### Exercise requirements
Locate each line of the material that contains "builders", then return it.

### Task inputs
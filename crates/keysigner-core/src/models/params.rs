//! Per-operation session parameters.
//!
//! Each value is gathered once by its flow, never mutated afterwards and
//! dropped when the flow ends. Derived artifact paths live here so the
//! command builders stay free of naming rules.

use std::path::{Path, PathBuf};

use secrecy::SecretString;

use super::signing::{CredentialSource, DistinguishedName, KeystoreType, SigningSchemes};

/// Default certificate validity in days (about 100 years).
pub const DEFAULT_VALIDITY_DAYS: u32 = 36500;

/// Name of the transcript file for a keystore identity.
pub fn log_file_name(name: &str, kind: &str) -> String {
    format!("{}_{}_commands.txt", name, kind)
}

/// File stem of a path, or an empty string.
pub(crate) fn stem(path: &Path) -> String {
    path.file_stem()
        .map(|s| s.to_string_lossy().into_owned())
        .unwrap_or_default()
}

/// Parameters for creating a new keystore with one key pair.
#[derive(Debug)]
pub struct GenerateParams {
    pub store_type: KeystoreType,
    pub store_name: String,
    pub store_password: SecretString,
    pub alias: String,
    /// Ignored for PKCS12; `None` means "same as the store password".
    pub key_password: Option<SecretString>,
    pub validity_days: u32,
    pub dname: DistinguishedName,
    pub output_dir: PathBuf,
}

impl GenerateParams {
    pub fn key_password(&self) -> &SecretString {
        match (&self.key_password, self.store_type.has_separate_key_password()) {
            (Some(key_password), true) => key_password,
            _ => &self.store_password,
        }
    }

    pub fn store_path(&self) -> PathBuf {
        self.output_dir.join(format!(
            "{}.{}",
            self.store_name,
            self.store_type.file_extension()
        ))
    }

    pub fn log_path(&self) -> PathBuf {
        self.output_dir
            .join(log_file_name(&self.store_name, self.store_type.as_str()))
    }
}

/// Parameters for converting a keystore to another container type.
#[derive(Debug)]
pub struct MigrateParams {
    pub source_path: PathBuf,
    pub source_type: KeystoreType,
    pub source_password: SecretString,
    pub source_alias: String,
    /// `None` means "same as the source store password".
    pub source_key_password: Option<SecretString>,
    pub dest_type: KeystoreType,
    pub dest_password: SecretString,
    pub dest_alias: String,
    /// `None` means "same as the destination store password".
    pub dest_key_password: Option<SecretString>,
    pub output_dir: PathBuf,
}

impl MigrateParams {
    pub fn source_key_password(&self) -> &SecretString {
        match (&self.source_key_password, self.source_type.has_separate_key_password()) {
            (Some(key_password), true) => key_password,
            _ => &self.source_password,
        }
    }

    pub fn dest_key_password(&self) -> &SecretString {
        match (&self.dest_key_password, self.dest_type.has_separate_key_password()) {
            (Some(key_password), true) => key_password,
            _ => &self.dest_password,
        }
    }

    /// The destination keystore keeps the source file's stem.
    pub fn dest_name(&self) -> String {
        stem(&self.source_path)
    }

    pub fn dest_path(&self) -> PathBuf {
        self.output_dir.join(format!(
            "{}.{}",
            self.dest_name(),
            self.dest_type.file_extension()
        ))
    }

    pub fn log_path(&self) -> PathBuf {
        self.output_dir
            .join(log_file_name(&self.dest_name(), self.dest_type.as_str()))
    }
}

/// Parameters for splitting a PKCS12 container into PEM artifacts.
#[derive(Debug)]
pub struct Pkcs12ToPemParams {
    pub p12_path: PathBuf,
    pub password: SecretString,
    pub output_dir: PathBuf,
}

impl Pkcs12ToPemParams {
    fn artifact(&self, suffix: &str) -> PathBuf {
        self.output_dir
            .join(format!("{}{}", stem(&self.p12_path), suffix))
    }

    /// Everything from the container, unencrypted.
    pub fn pem_path(&self) -> PathBuf {
        self.artifact(".pem")
    }

    pub fn certificate_path(&self) -> PathBuf {
        self.artifact(".x509.pem")
    }

    pub fn private_key_path(&self) -> PathBuf {
        self.artifact(".pk8")
    }

    pub fn log_path(&self) -> PathBuf {
        self.output_dir
            .join(log_file_name(&stem(&self.p12_path), "PEM"))
    }
}

/// Parameters for packing a certificate and PKCS8 key into PKCS12.
#[derive(Debug)]
pub struct PemToPkcs12Params {
    pub certificate_path: PathBuf,
    /// PKCS8 private key in DER form (`.pk8`).
    pub private_key_path: PathBuf,
    pub store_name: String,
    pub alias: String,
    pub password: SecretString,
    pub output_dir: PathBuf,
}

impl PemToPkcs12Params {
    /// Intermediate PEM re-encoding of the private key.
    pub fn pem_key_path(&self) -> PathBuf {
        self.output_dir
            .join(format!("{}_key.pem", stem(&self.private_key_path)))
    }

    pub fn keystore_path(&self) -> PathBuf {
        self.output_dir.join(format!(
            "{}.{}",
            self.store_name,
            KeystoreType::Pkcs12.file_extension()
        ))
    }

    pub fn log_path(&self) -> PathBuf {
        self.output_dir
            .join(log_file_name(&self.store_name, KeystoreType::Pkcs12.as_str()))
    }
}

/// Parameters for printing a keystore's entries.
#[derive(Debug)]
pub struct InfoParams {
    pub keystore_path: PathBuf,
    pub store_type: KeystoreType,
    pub store_password: SecretString,
}

/// Parameters for signing one APK.
#[derive(Debug)]
pub struct SignParams {
    pub apk_path: PathBuf,
    pub output_dir: PathBuf,
    pub schemes: SigningSchemes,
    pub credentials: CredentialSource,
}

impl SignParams {
    pub fn signed_apk_path(&self) -> PathBuf {
        self.output_dir
            .join(format!("{}_signed.apk", stem(&self.apk_path)))
    }

    pub fn log_path(&self) -> PathBuf {
        self.output_dir.join("apk_signing_commands.txt")
    }
}
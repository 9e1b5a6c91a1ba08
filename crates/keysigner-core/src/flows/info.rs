//! Listing the entries of a keystore.

use std::path::PathBuf;

use super::{run_plan, Plan, Session};
use crate::builders::keytool;
use crate::error::Result;
use crate::keystore::{detect_keystore_type, Detection};
use crate::models::{InfoParams, KeystoreType};
use crate::prompt::{ask_secret, choose_keystore_type, choose_keystore_type_or, Field};
use crate::toolchain::Toolchain;

pub const MIN_PASSWORD_LENGTH: usize = 6;

pub async fn run(session: &mut Session<'_>) -> Result<()> {
    let params = gather(session)?;
    let plan = plan(&params, session.toolchain);
    run_plan(session, plan).await
}

pub fn gather(session: &mut Session<'_>) -> Result<InfoParams> {
    let keystore_path = PathBuf::from(session.ask(&Field::path("Enter keystore path: "))?);
    let store_password = ask_secret(
        session.prompter,
        &Field::secret("Enter keystore password: ", MIN_PASSWORD_LENGTH),
    )?;
    let store_type = match detect_keystore_type(&keystore_path) {
        Detection::Certain(detected) => detected,
        Detection::Likely(guess) => choose_keystore_type_or(
            session.prompter,
            "Please confirm keystore type",
            &KeystoreType::ALL,
            guess,
        )?,
        Detection::Unknown => choose_keystore_type(
            session.prompter,
            "Keystore type not detected. Please enter keystore type",
            &KeystoreType::ALL,
        )?,
    };

    Ok(InfoParams {
        keystore_path,
        store_type,
        store_password,
    })
}

/// keytool prints straight to the terminal; nothing is recorded.
pub fn plan(params: &InfoParams, toolchain: &Toolchain) -> Plan {
    Plan::new().step(
        "KeyTool command to list keystore entries",
        "Failed to show keystore information.",
        keytool::list_keystore(params, toolchain),
    )
}

#[cfg(test)]
mod tests {
    use super::*;
    use crate::testing::{RecordingRunner, ScriptedPrompter};

    #[tokio::test]
    async fn test_detected_type_is_listed_without_log() {
        let dir = tempfile::tempdir().unwrap();
        let keystore = dir.path().join("legacy.bks");
        std::fs::write(&keystore, b"").unwrap();

        let mut prompter = ScriptedPrompter::new([keystore.to_str().unwrap(), "storepass"]);
        let runner = RecordingRunner::new();
        let toolchain = Toolchain::default();
        let mut session = Session::new(&mut prompter, &runner, &toolchain, dir.path());

        run(&mut session).await.unwrap();

        let command = &runner.commands()[0];
        assert!(command.starts_with("keytool -list -v -keystore"));
        assert!(command.contains("-storetype BKS"));
        assert!(command.contains("-providerpath lib/bcprov-jdk18on-1.78.jar"));
        assert_eq!(std::fs::read_dir(dir.path()).unwrap().count(), 1);
    }

    #[tokio::test]
    async fn test_unknown_type_is_asked_after_password() {
        let dir = tempfile::tempdir().unwrap();
        let keystore = dir.path().join("store.dat");
        std::fs::write(&keystore, b"plain text").unwrap();

        let mut prompter =
            ScriptedPrompter::new([keystore.to_str().unwrap(), "storepass", "jks"]);
        let runner = RecordingRunner::new();
        let toolchain = Toolchain::default();
        let mut session = Session::new(&mut prompter, &runner, &toolchain, dir.path());

        let params = gather(&mut session).unwrap();

        assert_eq!(params.store_type, KeystoreType::Jks);
        assert_eq!(
            prompter.prompt_texts()[2],
            "Keystore type not detected. Please enter keystore type (JKS/BKS/PKCS12): "
        );
        assert_eq!(prompter.secret_reads(), 1);
    }

    #[tokio::test]
    async fn test_guessed_type_can_be_corrected() {
        let dir = tempfile::tempdir().unwrap();
        let keystore = dir.path().join("debug.keystore");
        std::fs::write(&keystore, [0x30, 0x82, 0x0A, 0x1B, 0x02, 0x01, 0x03]).unwrap();

        let mut prompter =
            ScriptedPrompter::new([keystore.to_str().unwrap(), "android", "bks"]);
        let runner = RecordingRunner::new();
        let toolchain = Toolchain::default();
        let mut session = Session::new(&mut prompter, &runner, &toolchain, dir.path());

        run(&mut session).await.unwrap();

        assert_eq!(
            prompter.prompt_texts()[2],
            "Please confirm keystore type (JKS/BKS/PKCS12) [default: PKCS12]: "
        );
        assert!(runner.commands()[0].contains("-storetype BKS"));
    }

    #[tokio::test]
    async fn test_quit_at_path_prompt() {
        let mut prompter = ScriptedPrompter::new(["q"]);
        let runner = RecordingRunner::new();
        let toolchain = Toolchain::default();
        let mut session = Session::new(&mut prompter, &runner, &toolchain, "/");

        assert!(matches!(
            run(&mut session).await,
            Err(crate::error::KeysignerError::Quit)
        ));
        assert!(runner.commands().is_empty());
    }
}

### Response
//! command builders stay free of naming rules.
use crate::builders::keytool;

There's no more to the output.